Report, as a number alone, how many lines below contain the string "info".

Stored records:
──────────
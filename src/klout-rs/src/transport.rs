use crate::{ClientConfig, ClientError, Result};
use reqwest::Client as HttpClient;
use reqwest::Url;
use serde_json::Value;
use std::fmt;
use tracing::debug;

pub const API_VERSION: u32 = 1;
pub const API_FORMAT: &str = "json";

/// Turns an endpoint plus query parameters into parsed JSON
///
/// Every request carries the configured API key. Connections are not kept
/// idle between calls, so each `get` opens its own.
#[derive(Clone)]
pub struct Transport {
    client: HttpClient,
    host: String,
    api_key: String,
}

impl Transport {
    /// Validate the host and build an HTTP client that keeps no idle connections
    pub fn new(config: ClientConfig) -> Result<Self> {
        let host = config.host.trim_end_matches('/').to_string();
        Url::parse(&host).map_err(|e| ClientError::InvalidUrl(format!("{host}: {e}")))?;

        let client = HttpClient::builder().pool_max_idle_per_host(0).build()?;

        Ok(Self {
            client,
            host,
            api_key: config.api_key,
        })
    }

    /// Build `/1/{endpoint}.json?{params}&key={key}`
    ///
    /// Pairs are written as raw `k=v` with no percent-encoding, so values such
    /// as `alice,bob` go out verbatim. A value containing `&`, `=` or `#` would
    /// corrupt the query; screen names never do.
    pub fn build_path(&self, endpoint: &str, params: &[(&str, &str)]) -> String {
        let query = params
            .iter()
            .copied()
            .chain(std::iter::once(("key", self.api_key.as_str())))
            .map(|(k, v)| format!("{k}={v}"))
            .collect::<Vec<_>>()
            .join("&");

        format!("/{API_VERSION}/{endpoint}.{API_FORMAT}?{query}")
    }

    /// Issue a GET and parse the body of a 200 response as JSON
    pub async fn get(&self, endpoint: &str, params: &[(&str, &str)]) -> Result<Value> {
        let url = format!("{}{}", self.host, self.build_path(endpoint, params));
        debug!("GET {} {:?}", endpoint, params);

        let response = self.client.get(&url).send().await?;
        let status = response.status().as_u16();
        let body = response.text().await?;

        if status != 200 {
            debug!("{} returned status {}", endpoint, status);
            return Err(ClientError::Request { status });
        }

        serde_json::from_str(&body).map_err(|source| ClientError::Parse { body, source })
    }
}

impl fmt::Debug for Transport {
    fn fmt(&self, f: &mut fmt::Formatter<'_>) -> fmt::Result {
        f.debug_struct("Transport")
            .field("host", &self.host)
            .field("api_key", &"<redacted>")
            .finish()
    }
}
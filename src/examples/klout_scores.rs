//! Klout Scores Example
//!
//! Looks up scores and profiles for the screen names given on the command
//! line, after the API key.
//!
//! Run with: cargo run --example klout_scores -- <api_key> alice bob

use klout_rs::Client;
use tracing_subscriber::{fmt, layer::SubscriberExt, util::SubscriberInitExt, EnvFilter};

#[tokio::main]
async fn main() -> anyhow::Result<()> {
    let env_filter = EnvFilter::try_from_default_env()
        .unwrap_or_else(|_| EnvFilter::new("klout_rs=debug,klout_scores=info"));
    tracing_subscriber::registry()
        .with(env_filter)
        .with(fmt::layer().with_target(false))
        .try_init()?;

    let mut args = std::env::args().skip(1);
    let api_key = match args.next() {
        Some(key) => key,
        None => anyhow::bail!("usage: klout_scores <api_key> <screen_name>..."),
    };

    let names: Vec<String> = args.collect();
    if names.is_empty() {
        anyhow::bail!("usage: klout_scores <api_key> <screen_name>...");
    }

    tracing::info!("Looking up {} screen names", names.len());
    let client = Client::new(api_key)?;

    println!("Scores:");
    for record in client.scores(names.as_slice()).await? {
        println!("   {}", record);
    }

    for user in client.users(names.as_slice()).await? {
        println!("\n{} (id {})", user.name()?, user.id()?);
        println!("   Klout: {:.2} ({})", user.klout()?, user.classification()?);
        println!("   True reach: {}", user.true_reach()?);
        println!(
            "   Amplification: {:.2}, network: {:.2}",
            user.amplification()?,
            user.network()?
        );
        println!("   Topics: {:?}", user.topics().await?);
        println!("   Influenced by: {}", user.influencers().await?.join(", "));
        println!("   Influences: {}", user.influencees().await?.join(", "));
    }

    Ok(())
}
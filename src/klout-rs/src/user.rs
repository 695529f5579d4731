use crate::client::account_error;
use crate::models::{EdgeEntry, UsersEnvelope};
use crate::{ClientError, Result, Transport};
use serde_json::Value;
use tokio::sync::OnceCell;
use tracing::{debug, warn};

/// A single Klout user backed by the JSON record the API returned
///
/// The record never changes after construction. Topics and influence edges
/// are fetched on first access and kept for the lifetime of the value; a
/// failed fetch leaves the cache empty so the next call tries again.
#[derive(Debug)]
pub struct User {
    transport: Transport,
    record: Value,
    topics: OnceCell<Vec<Value>>,
    influencers: OnceCell<Vec<String>>,
    influencees: OnceCell<Vec<String>>,
}

impl User {
    /// Wrap a record already in hand, without touching the network
    pub fn from_record(transport: Transport, record: Value) -> Self {
        Self {
            transport,
            record,
            topics: OnceCell::new(),
            influencers: OnceCell::new(),
            influencees: OnceCell::new(),
        }
    }

    /// Fetch a user's record from `users/show`
    pub async fn fetch(transport: Transport, name: &str) -> Result<Self> {
        let data = transport
            .get("users/show", &[("users", name)])
            .await
            .map_err(|e| account_error(e, name))?;

        let envelope: UsersEnvelope<Value> = serde_json::from_value(data)?;
        let record = envelope
            .users
            .into_iter()
            .next()
            .ok_or_else(|| ClientError::Account {
                users: name.to_string(),
            })?;

        Ok(Self::from_record(transport, record))
    }

    /// The raw backing record
    pub fn record(&self) -> &Value {
        &self.record
    }

    /// Look up any top-level field of the backing record
    pub fn lookup(&self, name: &str) -> Result<&Value> {
        self.record
            .get(name)
            .ok_or_else(|| ClientError::AttributeNotFound(name.to_string()))
    }

    fn score_field(&self, name: &str) -> Result<&Value> {
        self.lookup("score")?
            .get(name)
            .ok_or_else(|| ClientError::AttributeNotFound(format!("score.{name}")))
    }

    fn score_f64(&self, name: &str) -> Result<f64> {
        self.score_field(name)?
            .as_f64()
            .ok_or_else(|| ClientError::AttributeNotFound(format!("score.{name}")))
    }

    /// Twitter screen name
    pub fn name(&self) -> Result<&str> {
        self.lookup("twitter_screen_name")?
            .as_str()
            .ok_or_else(|| ClientError::AttributeNotFound("twitter_screen_name".to_string()))
    }

    /// Twitter id; the API sends it as either a number or a numeric string
    pub fn id(&self) -> Result<u64> {
        let id = self.lookup("twitter_id")?;
        id.as_u64()
            .or_else(|| id.as_str().and_then(|s| s.parse().ok()))
            .ok_or_else(|| ClientError::AttributeNotFound("twitter_id".to_string()))
    }

    /// Composite Klout score
    pub fn klout(&self) -> Result<f64> {
        self.score_f64("kscore")
    }

    /// Number of accounts the user meaningfully influences
    pub fn true_reach(&self) -> Result<i64> {
        self.score_field("true_reach")?
            .as_i64()
            .ok_or_else(|| ClientError::AttributeNotFound("score.true_reach".to_string()))
    }

    /// Amplification component of the score
    pub fn amplification(&self) -> Result<f64> {
        self.score_f64("amplification_score")
    }

    /// Network component of the score
    pub fn network(&self) -> Result<f64> {
        self.score_f64("network_score")
    }

    /// Klout classification label, e.g. "Networker"
    pub fn classification(&self) -> Result<&str> {
        self.score_field("kclass")?
            .as_str()
            .ok_or_else(|| ClientError::AttributeNotFound("score.kclass".to_string()))
    }

    /// Score change over the last day
    pub fn delta_1day(&self) -> Result<f64> {
        self.score_f64("delta_1day")
    }

    /// Score change over the last five days
    pub fn delta_5day(&self) -> Result<f64> {
        self.score_f64("delta_5day")
    }

    /// Topics in which the user is most active
    pub async fn topics(&self) -> Result<&[Value]> {
        let topics = self
            .topics
            .get_or_try_init(|| async move {
                let name = self.name()?;
                let data = self
                    .transport
                    .get("users/topics", &[("users", name)])
                    .await?;

                let envelope: UsersEnvelope<Value> = serde_json::from_value(data)?;
                let topics = match envelope
                    .users
                    .into_iter()
                    .next()
                    .and_then(|mut user| user.get_mut("topics").map(Value::take))
                {
                    Some(Value::Array(topics)) => topics,
                    _ => Vec::new(),
                };

                debug!("Cached {} topics for '{}'", topics.len(), name);
                Ok::<_, ClientError>(topics)
            })
            .await?;

        Ok(topics)
    }

    /// Users who influence this user
    pub async fn influencers(&self) -> Result<&[String]> {
        let edges = self
            .influencers
            .get_or_try_init(|| self.fetch_edges("soi/influenced_by", "influencers"))
            .await?;
        Ok(edges)
    }

    /// Users whom this user influences
    pub async fn influencees(&self) -> Result<&[String]> {
        let edges = self
            .influencees
            .get_or_try_init(|| self.fetch_edges("soi/influencer_of", "influencees"))
            .await?;
        Ok(edges)
    }

    async fn fetch_edges(&self, endpoint: &str, field: &str) -> Result<Vec<String>> {
        let name = self.name()?;

        let data = match self.transport.get(endpoint, &[("users", name)]).await {
            Ok(data) => data,
            Err(e) if e.is_not_found() => {
                warn!("{} has no entry for '{}', treating as no {}", endpoint, name, field);
                return Ok(Vec::new());
            }
            Err(e) => return Err(e),
        };

        let envelope: UsersEnvelope<Value> = serde_json::from_value(data)?;
        let Some(mut user) = envelope.users.into_iter().next() else {
            return Ok(Vec::new());
        };

        let edges = match user.get_mut(field).map(Value::take) {
            Some(edges @ Value::Array(_)) => serde_json::from_value::<Vec<EdgeEntry>>(edges)?,
            _ => Vec::new(),
        };

        debug!("Cached {} {} for '{}'", edges.len(), field, name);
        Ok(edges.into_iter().map(|e| e.twitter_screen_name).collect())
    }
}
──────────
The answer:
2